WHAT NEEDS TO BE DONE.
Within the data below, determine how many lines contain "first" and supply only that figure.

Collected data:
____

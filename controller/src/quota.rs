//! Per-participant, per-phase transaction counters.
//!
//! Counters are created lazily on first use, never deleted, and only ever
//! increment — one increment per successful transaction, regardless of the
//! quantity minted in it.

use crate::phase::PhaseId;
use crate::ControllerError;
use mintgate_types::Address;
use serde::{Deserialize, Serialize};
use std::collections::BTreeMap;

#[derive(Clone, Debug, Default, Serialize, Deserialize)]
pub struct QuotaLedger {
    used: BTreeMap<(Address, PhaseId), u32>,
}

impl QuotaLedger {
    pub fn new() -> Self {
        Self::default()
    }

    /// Transactions this participant has already executed in this phase.
    pub fn used(&self, participant: &Address, phase: &PhaseId) -> u32 {
        self.used
            .get(&(*participant, phase.clone()))
            .copied()
            .unwrap_or(0)
    }

    /// Fail if one more transaction would exceed `limit`.
    ///
    /// A limit lowered below an already-accrued count never resets the
    /// counter; it simply makes further transactions fail here.
    pub fn check(
        &self,
        participant: &Address,
        phase: &PhaseId,
        limit: u32,
    ) -> Result<(), ControllerError> {
        let used = self.used(participant, phase);
        if used >= limit {
            return Err(ControllerError::TooManyTransactions { used, limit });
        }
        Ok(())
    }

    /// Count one successful transaction. Callers check first.
    pub fn record(&mut self, participant: &Address, phase: &PhaseId) {
        *self.used.entry((*participant, phase.clone())).or_insert(0) += 1;
    }
}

____

RESULT BELOW.
2